John Blakey (born 24 July 1966) is a former Australian rules footballer who played 359 games in the Australian Football League.

==Football career==
===Playing===
Recruited from Doncaster East Football Club, Blakey debuted for the Fitzroy Football Club in 1985, and went on to be used in a variety of midfield positions. He went on to play 135 games (for 38 goals) with the Fitzroy Lions until 1992. He switched to the North Melbourne Football Club in 1993 and went on to be a stalwart for the club. He played in the 1996 and 1999 premiership sides and went on to play 224 games for 72 goals until he retired in 2002 at 36 years of age. His total of 359 games places him 14th on the list of most games in VFL/AFL football and has played the most games in the VFL/AFL without playing in a draw. He also played in a record seven consecutive preliminary finals for the Kangaroos (along with teammates Wayne Carey, David King, Mick Martyn, Corey McKernan & Craig Sholl) from 1994 to 2000.

He represented Victoria in State of Origin in 1998.

===Coaching and support===
Following his retirement, Blakey became the assistant coach at the Brisbane Lions in 2003 and coached the team when he filled in as caretaker interim senior coach in the absence of regular senior coach Leigh Matthews whose mother had died, for one game in Round 18, 2005 against the Western Bulldogs in which the Lions lost.
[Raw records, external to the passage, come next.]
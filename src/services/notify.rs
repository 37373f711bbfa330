// src/services/notify.rs

//! Alert notifier service.
//!
//! Composes one email per newly listed record (HTML body plus the
//! record's photo inlined by content id) and hands it to the mail
//! transport. Failures are isolated per record: a bad image or a
//! rejected submission drops that record's alert only.

use std::sync::Arc;

use async_trait::async_trait;
use lettre::message::header::ContentType;
use lettre::message::{Attachment, Mailbox, Message, MultiPart, SinglePart};
use lettre::transport::smtp::authentication::Credentials;
use lettre::{AsyncSmtpTransport, AsyncTransport, Tokio1Executor};
use log::{info, warn};

use crate::config::{SmtpConfig, SmtpCredential, WatchConfig};
use crate::error::{AppError, Result};
use crate::models::Record;
use crate::services::{FetchedImage, PageFetcher};

/// Subject line for every alert.
const SUBJECT: &str = "New Dog at the Humane Society!";

/// Content id of the inlined photo, referenced from the HTML body.
const IMAGE_CID: &str = "photo";

/// Aggregate result of a notification batch.
#[derive(Debug, Default)]
pub struct NotifyOutcome {
    pub sent: usize,
    pub failures: usize,
}

/// Boundary for delivering a composed message.
#[async_trait]
pub trait MailTransport: Send + Sync {
    async fn deliver(&self, message: Message) -> Result<()>;
}

/// SMTP submission over STARTTLS with account credentials.
pub struct SmtpMailer {
    transport: AsyncSmtpTransport<Tokio1Executor>,
}

impl SmtpMailer {
    /// Create a mailer for the given server, authenticating as the
    /// sender address.
    pub fn new(smtp: &SmtpConfig, sender: &str, credential: &SmtpCredential) -> Result<Self> {
        let transport = AsyncSmtpTransport::<Tokio1Executor>::starttls_relay(&smtp.host)?
            .port(smtp.port)
            .credentials(Credentials::new(
                sender.to_string(),
                credential.expose().to_string(),
            ))
            .build();
        Ok(Self { transport })
    }
}

#[async_trait]
impl MailTransport for SmtpMailer {
    async fn deliver(&self, message: Message) -> Result<()> {
        self.transport.send(message).await?;
        Ok(())
    }
}

/// Service that formats and dispatches one alert per new record.
pub struct Notifier {
    transport: Arc<dyn MailTransport>,
    fetcher: Arc<dyn PageFetcher>,
    sender: Mailbox,
    recipients: Vec<Mailbox>,
}

impl Notifier {
    /// Create a notifier, parsing all mail addresses up front.
    pub fn new(
        transport: Arc<dyn MailTransport>,
        fetcher: Arc<dyn PageFetcher>,
        config: &WatchConfig,
    ) -> Result<Self> {
        let sender: Mailbox = config.sender.parse()?;
        let recipients = config
            .recipients
            .iter()
            .map(|r| r.parse::<Mailbox>())
            .collect::<std::result::Result<Vec<_>, _>>()?;
        Ok(Self {
            transport,
            fetcher,
            sender,
            recipients,
        })
    }

    /// Send one alert per record, isolating per-record failures.
    pub async fn notify_all(&self, records: &[Record]) -> NotifyOutcome {
        let mut outcome = NotifyOutcome::default();
        for record in records {
            match self.notify_one(record).await {
                Ok(()) => {
                    outcome.sent += 1;
                    info!("Sent alert for {} (id {})", record.name, record.id);
                }
                Err(error) => {
                    outcome.failures += 1;
                    warn!("Failed to send alert for id {}: {}", record.id, error);
                }
            }
        }
        outcome
    }

    /// Compose and deliver the alert for one record.
    ///
    /// Fetching the photo is part of composition; its failure is a
    /// delivery failure for this record.
    pub async fn notify_one(&self, record: &Record) -> Result<()> {
        let image = self.fetcher.fetch_image(&record.image_url).await?;
        let message = self.compose(record, image)?;
        self.transport.deliver(message).await
    }

    fn compose(&self, record: &Record, image: FetchedImage) -> Result<Message> {
        let mut builder = Message::builder().from(self.sender.clone()).subject(SUBJECT);
        for recipient in &self.recipients {
            builder = builder.to(recipient.clone());
        }

        let content_type = ContentType::parse(&image.content_type)
            .or_else(|_| ContentType::parse("image/jpeg"))
            .map_err(|e| AppError::notify(&record.id, e))?;

        let message = builder.multipart(
            MultiPart::related()
                .singlepart(SinglePart::html(build_body(record)))
                .singlepart(
                    Attachment::new_inline(IMAGE_CID.to_string()).body(image.bytes, content_type),
                ),
        )?;
        Ok(message)
    }
}

/// Build the HTML body for one record's alert.
fn build_body(record: &Record) -> String {
    format!(
        "<p>Name: {}</p><p>Breed: {}</p><p>Age: {}</p><p>Gender: {}</p>\
         <p>Link: {}</p><p>Location: {}</p><img src=\"cid:{IMAGE_CID}\">",
        record.name, record.breed, record.age, record.gender, record.link, record.location
    )
}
In 2007, he moved to the Sydney Swans where he served as Coaching Director and Head of Development, remaining there until the end of the 2020 season when he returned to as senior assistant coach.

==Statistics==
===Playing statistics===

Season: Team; No.; Games; Totals; Averages (per game)
G: B; K; H; D; M; T; G; B; K; H; D; M; T
1985: Fitzroy; 54; 4; 0; 1; 21; 21; 42; 7; —; 0.0; 0.3; 5.3; 5.3; 10.5; 1.8; —
1986: Fitzroy; 18; 23; 2; 3; 166; 135; 301; 66; —; 0.1; 0.1; 7.2; 5.9; 13.1; 2.9; —
1987: Fitzroy; 18; 11; 2; 0; 67; 64; 131; 24; 12; 0.2; 0.0; 6.1; 5.8; 11.9; 2.2; 1.1
1988: Fitzroy; 18; 20; 6; 7; 198; 159; 357; 87; 24; 0.3; 0.4; 9.9; 8.0; 17.9; 4.4; 1.2
1989: Fitzroy; 18; 20; 7; 5; 216; 136; 352; 66; 28; 0.4; 0.3; 10.8; 6.8; 17.6; 3.3; 1.4
1990: Fitzroy; 18; 19; 6; 6; 205; 129; 334; 67; 20; 0.3; 0.3; 10.8; 6.8; 17.6; 3.5; 1.1
1991: Fitzroy; 18; 20; 8; 11; 210; 142; 352; 59; 23; 0.4; 0.6; 10.5; 7.1; 17.6; 3.0; 1.2
1992: Fitzroy; 18; 18; 7; 13; 181; 109; 290; 66; 38; 0.4; 0.7; 10.1; 6.1; 16.1; 3.7; 2.1
1993: North Melbourne; 12; 17; 3; 4; 144; 87; 231; 38; 22; 0.2; 0.2; 8.5; 5.1; 13.6; 2.2; 1.3
1994: North Melbourne; 12; 24; 8; 7; 222; 129; 351; 72; 33; 0.3; 0.3; 9.3; 5.4; 14.6; 3.0; 1.4
1995: North Melbourne; 12; 25; 11; 13; 236; 151; 387; 92; 27; 0.4; 0.5; 9.4; 6.0; 15.5; 3.7; 1.1
1996: North Melbourne; 12; 24; 9; 12; 225; 129; 354; 74; 33; 0.4; 0.5; 9.4; 5.4; 14.8; 3.1; 1.4
1997: North Melbourne; 12; 24; 6; 9; 218; 107; 325; 70; 33; 0.3; 0.4; 9.1; 4.5; 13.5; 2.9; 1.4
1998: North Melbourne; 12; 25; 10; 12; 258; 118; 376; 97; 27; 0.4; 0.5; 10.3; 4.7; 15.0; 3.9; 1.1
1999: North Melbourne; 12; 25; 11; 3; 271; 118; 389; 101; 17; 0.4; 0.1; 10.8; 4.7; 15.6; 4.0; 0.7
2000: North Melbourne; 12; 25; 10; 8; 299; 158; 457; 128; 26; 0.4; 0.3; 12.0; 6.3; 18.3; 5.1; 1.0
2001: North Melbourne; 12; 22; 1; 5; 225; 189; 414; 119; 18; 0.0; 0.2; 10.2; 8.6; 18.8; 5.4; 0.8
2002: North Melbourne; 12; 13; 3; 0; 62; 62; 124; 35; 14; 0.2; 0.0; 4.8; 4.8; 9.5; 2.7; 1.1
Career: 359; 110; 119; 3424; 2143; 5567; 1268; 395; 0.3; 0.3; 9.5; 6.0; 15.5; 3.5; 1.2

===Coaching statistics===

| Season | Team | Games | W | L | D | W % | LP | LT |
|---|---|---|---|---|---|---|---|---|
| 2005* | Brisbane Lions | 1 | 0 | 1 | 0 | 0.0% | — | 16 |
| Career totals |  | 1 | 0 | 1 | 0 | 0.0% |  |  |

- = Caretaker Coach

== Personal life ==
Blakey's son, Nick, was drafted by the Sydney Swans in the 2018 AFL draft.